The new directives underscore the varied and sometimes disjointed approach the military services have taken to achieving the shared goal of boosting warfighter performance.
The Army has touted the success of its Holistic Health and Fitness initiative, which began a slow rollout around 2020 and emphasizes cognitive performance, nutrition and spiritual health as performance contributors.
The Navy is in the process of rolling out its own variation, the Human Performance Optimization program, “designed to enhance an individual’s physical, mental, emotional, and nutritional capabilities in order to maximize effectiveness, productivity, and overall well-being.”
The Air Force this year broke ground on a new HPO facility at Davis-Monthan Air Force Base, Arizona, intended to strengthen the resilience of Air Force Special Warfare personnel, while the Marine Corps has its own human performance branch, with resiliency-focused centers on major bases.

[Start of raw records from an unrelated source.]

//! Benchmarks for line parsing, tag decoding, and dispatch.

use criterion::{black_box, criterion_group, criterion_main, Criterion};
use tmi_proto::tags::records::ChatMessageTags;
use tmi_proto::{Dispatcher, ParsedMessage};

/// Simple PING line
const SIMPLE_MESSAGE: &str = "PING :tmi.twitch.tv";

/// Untagged chat message
const PLAIN_PRIVMSG: &str =
    ":ronni!ronni@ronni.tmi.twitch.tv PRIVMSG #somechannel :Hello, world!";

/// Fully tagged chat message
const TAGGED_PRIVMSG: &str = "@badges=moderator/1,subscriber/12;bits=100;color=#1E90FF;display-name=Ronni;emotes=25:0-4,12-16/1902:6-10;id=b34ccfc7;mod=1;room-id=1337;subscriber=1;tmi-sent-ts=1507246572675;turbo=0;user-id=87654321;user-type=mod :ronni!ronni@ronni.tmi.twitch.tv PRIVMSG #somechannel :Kappa Keepo Kappa";

/// Resub USERNOTICE with msg-param extensions
const USERNOTICE_RESUB: &str = "@badges=subscriber/6;color=#008000;display-name=Ronni;emotes=;id=db25007f;login=ronni;mod=0;msg-id=resub;msg-param-cumulative-months=6;msg-param-sub-plan=Prime;msg-param-sub-plan-name=Prime;room-id=1337;subscriber=1;system-msg=ronni\\shas\\ssubscribed\\sfor\\s6\\smonths!;tmi-sent-ts=1507246572675;turbo=1;user-id=87654321;user-type= :tmi.twitch.tv USERNOTICE #somechannel :Great stream! <3";

/// Chat-room NOTICE with secondary classification
const CHATROOM_NOTICE: &str =
    "@msg-id=already_banned :tmi.twitch.tv NOTICE #chatrooms:12345:abcde-uuid :somenick is already banned in this room.";

fn benchmark_parsing(c: &mut Criterion) {
    let mut group = c.benchmark_group("Line Parsing");

    group.bench_function("simple_ping", |b| {
        b.iter(|| black_box(ParsedMessage::parse(black_box(SIMPLE_MESSAGE))))
    });

    group.bench_function("plain_privmsg", |b| {
        b.iter(|| black_box(ParsedMessage::parse(black_box(PLAIN_PRIVMSG))))
    });

    group.bench_function("tagged_privmsg", |b| {
        b.iter(|| black_box(ParsedMessage::parse(black_box(TAGGED_PRIVMSG))))
    });

    group.finish();
}

fn benchmark_tag_decoding(c: &mut Criterion) {
    let mut group = c.benchmark_group("Tag Decoding");
    let msg = ParsedMessage::parse(TAGGED_PRIVMSG);

    group.bench_function("chat_message_tags", |b| {
        b.iter(|| black_box(ChatMessageTags::from_tags(black_box(&msg.tags))))
    });

    group.finish();
}

fn benchmark_dispatch(c: &mut Criterion) {
    let mut group = c.benchmark_group("Dispatch");
    let dispatcher = Dispatcher::new();

    for (name, line) in [
        ("tagged_privmsg", TAGGED_PRIVMSG),
        ("usernotice_resub", USERNOTICE_RESUB),
        ("chatroom_notice", CHATROOM_NOTICE),
    ] {
        group.bench_function(name, |b| {
            b.iter(|| {
                let msg = ParsedMessage::parse(black_box(line));
                black_box(dispatcher.dispatch(&msg))
            })
        });
    }

    group.finish();
}

criterion_group!(
    benches,
    benchmark_parsing,
    benchmark_tag_decoding,
    benchmark_dispatch
);
criterion_main!(benches);
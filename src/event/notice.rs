//! NOTICE payloads and secondary classification via `msg-id`.
//!
//! A NOTICE always yields the generic [`Notice`] event. When its `msg-id`
//! falls inside the known taxonomy, classification adds one specific event
//! whose shape depends on the source: stream-chat payloads carry the channel
//! name, chat-room payloads carry the room identity instead and omit
//! stream-chat-only fields. Kinds that cannot occur at a source produce no
//! specific event there.

use crate::channel::{Channel, ChatRoomId};
use crate::wire::NoticeKind;

use super::Event;

/// The generic NOTICE event, raised for every NOTICE regardless of msg-id.
#[derive(Clone, Debug, PartialEq, Eq)]
#[cfg_attr(feature = "serde", derive(serde::Serialize, serde::Deserialize))]
pub struct Notice {
    /// Where the notice was sent.
    pub channel: Channel,
    /// Classified `msg-id`; [`NoticeKind::Other`] when unknown.
    pub kind: NoticeKind,
    /// Raw `msg-id` value, kept for unknown ids.
    pub msg_id: String,
    /// Notice body.
    pub message: String,
}

/// A stream-chat notice carrying only the body.
#[derive(Clone, Debug, PartialEq, Eq)]
#[cfg_attr(feature = "serde", derive(serde::Serialize, serde::Deserialize))]
pub struct StreamNotice {
    /// Channel name.
    pub channel: String,
    /// Notice body.
    pub message: String,
}

/// A chat-room notice carrying only the body.
#[derive(Clone, Debug, PartialEq, Eq)]
#[cfg_attr(feature = "serde", derive(serde::Serialize, serde::Deserialize))]
pub struct ChatRoomNotice {
    /// Room identity.
    pub room: ChatRoomId,
    /// Notice body.
    pub message: String,
}

/// A stream-chat notice about one user.
#[derive(Clone, Debug, PartialEq, Eq)]
#[cfg_attr(feature = "serde", derive(serde::Serialize, serde::Deserialize))]
pub struct StreamUserNotice {
    /// Channel name.
    pub channel: String,
    /// The user the notice is about.
    pub user_nick: String,
}

/// A chat-room notice about one user.
#[derive(Clone, Debug, PartialEq, Eq)]
#[cfg_attr(feature = "serde", derive(serde::Serialize, serde::Deserialize))]
pub struct ChatRoomUserNotice {
    /// Room identity.
    pub room: ChatRoomId,
    /// The user the notice is about.
    pub user_nick: String,
}

/// Reply to `/mods` in stream chat.
#[derive(Clone, Debug, PartialEq, Eq)]
#[cfg_attr(feature = "serde", derive(serde::Serialize, serde::Deserialize))]
pub struct ModsList {
    /// Channel name.
    pub channel: String,
    /// Moderator logins.
    pub moderators: Vec<String>,
}

/// Reply to `/mods` in a chat room.
#[derive(Clone, Debug, PartialEq, Eq)]
#[cfg_attr(feature = "serde", derive(serde::Serialize, serde::Deserialize))]
pub struct ChatRoomModsList {
    /// Room identity.
    pub room: ChatRoomId,
    /// Moderator logins.
    pub moderators: Vec<String>,
}

/// Reply to `/help` in stream chat.
#[derive(Clone, Debug, PartialEq, Eq)]
#[cfg_attr(feature = "serde", derive(serde::Serialize, serde::Deserialize))]
pub struct CommandsAvailable {
    /// Channel name.
    pub channel: String,
    /// Command names, without the leading `/`.
    pub commands: Vec<String>,
}

/// Reply to `/help` in a chat room.
#[derive(Clone, Debug, PartialEq, Eq)]
#[cfg_attr(feature = "serde", derive(serde::Serialize, serde::Deserialize))]
pub struct ChatRoomCommandsAvailable {
    /// Room identity.
    pub room: ChatRoomId,
    /// Command names, without the leading `/`.
    pub commands: Vec<String>,
}

/// `hosts_remaining`: how many host commands are left this window.
#[derive(Clone, Debug, PartialEq, Eq)]
#[cfg_attr(feature = "serde", derive(serde::Serialize, serde::Deserialize))]
pub struct HostsRemaining {
    /// Channel name.
    pub channel: String,
    /// Remaining host commands; `0` when the body didn't lead with a count.
    pub remaining: u64,
}

/// The text before the first space of a notice body.
fn first_word(message: &str) -> String {
    message.split(' ').next().unwrap_or("").to_string()
}

/// The last whitespace-delimited token, for `Invalid username: X` bodies.
fn last_word(message: &str) -> String {
    message
        .split_whitespace()
        .last()
        .unwrap_or("")
        .trim_end_matches('.')
        .to_string()
}

/// Comma-separated names after the first `:`, for `/mods` replies.
fn names_after_colon(message: &str) -> Vec<String> {
    match message.split_once(':') {
        Some((_, list)) => list
            .split(',')
            .map(str::trim)
            .filter(|name| !name.is_empty())
            .map(str::to_string)
            .collect(),
        None => Vec::new(),
    }
}

/// Slash-commands after the last `:`, for `/help` replies.
fn commands_after_colon(message: &str) -> Vec<String> {
    match message.rfind(':') {
        Some(idx) => message[idx + 1..]
            .split_whitespace()
            .map(|token| token.trim_start_matches('/').to_string())
            .filter(|token| !token.is_empty())
            .collect(),
        None => Vec::new(),
    }
}

/// Build the specific event for one classified notice, if its kind applies
/// at this source.
pub(crate) fn classify(kind: NoticeKind, channel: &Channel, message: &str) -> Option<Event> {
    match channel {
        Channel::Stream(name) => classify_stream(kind, name, message),
        Channel::ChatRoom(room) => classify_chat_room(kind, room, message),
    }
}

fn classify_stream(kind: NoticeKind, channel: &str, message: &str) -> Option<Event> {
    let channel = channel.to_string();
    match kind {
        NoticeKind::AlreadyBanned => Some(Event::AlreadyBanned(StreamUserNotice {
            channel,
            user_nick: first_word(message),
        })),
        NoticeKind::BadHostHosting => Some(Event::BadHostHosting(StreamNotice {
            channel,
            message: message.to_string(),
        })),
        NoticeKind::BadHostRateExceeded => Some(Event::BadHostRateExceeded(StreamNotice {
            channel,
            message: message.to_string(),
        })),
        NoticeKind::BadModMod => Some(Event::BadModMod(StreamUserNotice {
            channel,
            user_nick: first_word(message),
        })),
        NoticeKind::BadUnbanNoBan => Some(Event::BadUnbanNoBan(StreamUserNotice {
            channel,
            user_nick: first_word(message),
        })),
        NoticeKind::BadUnmodMod => Some(Event::BadUnmodMod(StreamUserNotice {
            channel,
            user_nick: first_word(message),
        })),
        NoticeKind::ChannelSuspended => Some(Event::ChannelSuspended(StreamNotice {
            channel,
            message: message.to_string(),
        })),
        NoticeKind::CmdsAvailable => Some(Event::CmdsAvailable(CommandsAvailable {
            channel,
            commands: commands_after_colon(message),
        })),
        NoticeKind::HostsRemaining => Some(Event::HostsRemaining(HostsRemaining {
            channel,
            remaining: first_word(message).parse().unwrap_or(0),
        })),
        NoticeKind::InvalidUser => Some(Event::InvalidUser(StreamUserNotice {
            channel,
            user_nick: last_word(message),
        })),
        NoticeKind::NoPermission => Some(Event::NoPermission(StreamNotice {
            channel,
            message: message.to_string(),
        })),
        NoticeKind::RoomMods => Some(Event::RoomMods(ModsList {
            channel,
            moderators: names_after_colon(message),
        })),
        NoticeKind::UnbanSuccess => Some(Event::UnbanSuccess(StreamUserNotice {
            channel,
            user_nick: first_word(message),
        })),
        // Only ever sent inside chat rooms.
        NoticeKind::UnsupportedChatRoomsCmd => None,
        _ => None,
    }
}

fn classify_chat_room(kind: NoticeKind, room: &ChatRoomId, message: &str) -> Option<Event> {
    let room = room.clone();
    match kind {
        NoticeKind::AlreadyBanned => Some(Event::ChatRoomAlreadyBanned(ChatRoomUserNotice {
            room,
            user_nick: first_word(message),
        })),
        NoticeKind::BadModMod => Some(Event::ChatRoomBadModMod(ChatRoomUserNotice {
            room,
            user_nick: first_word(message),
        })),
        NoticeKind::BadUnbanNoBan => Some(Event::ChatRoomBadUnbanNoBan(ChatRoomUserNotice {
            room,
            user_nick: first_word(message),
        })),
        NoticeKind::BadUnmodMod => Some(Event::ChatRoomBadUnmodMod(ChatRoomUserNotice {
            room,
            user_nick: first_word(message),
        })),
        NoticeKind::CmdsAvailable => {
            Some(Event::ChatRoomCmdsAvailable(ChatRoomCommandsAvailable {
                room,
                commands: commands_after_colon(message),
            }))
        }
        NoticeKind::InvalidUser => Some(Event::ChatRoomInvalidUser(ChatRoomUserNotice {
            room,
            user_nick: last_word(message),
        })),
        NoticeKind::NoPermission => Some(Event::ChatRoomNoPermission(ChatRoomNotice {
            room,
            message: message.to_string(),
        })),
        NoticeKind::RoomMods => Some(Event::ChatRoomRoomMods(ChatRoomModsList {
            room,
            moderators: names_after_colon(message),
        })),
        NoticeKind::UnbanSuccess => Some(Event::ChatRoomUnbanSuccess(ChatRoomUserNotice {
            room,
            user_nick: first_word(message),
        })),
        NoticeKind::UnsupportedChatRoomsCmd => {
            Some(Event::UnsupportedChatRoomsCmd(ChatRoomNotice {
                room,
                message: message.to_string(),
            }))
        }
        // Hosting and suspension never happen inside chat rooms.
        _ => None,
    }
}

The goals of leveraging data through wearables to improve performance and sharpening cognition have spawned a broad range of pilot programs, from evaluation of neural-stimulating devices and pharmaceutical supplements for special operators to trippy relaxation cubes and a wide spectrum of field tests with data-collecting rings and watches.
A former military human performance official who spoke with Military Times on background said what’s been missing is a way to look at all these efforts in concert and determine what’s best worth the services’ time and investment.
“Hopefully this effort will find out what the best practices are, so those which stand out and can be done at scale while being compliant with different cyber security mandates,” the former official said. “Wearables aren’t the answer to everything. They’re complementary to a lot of the other practices, but we’ll see what the yield is.”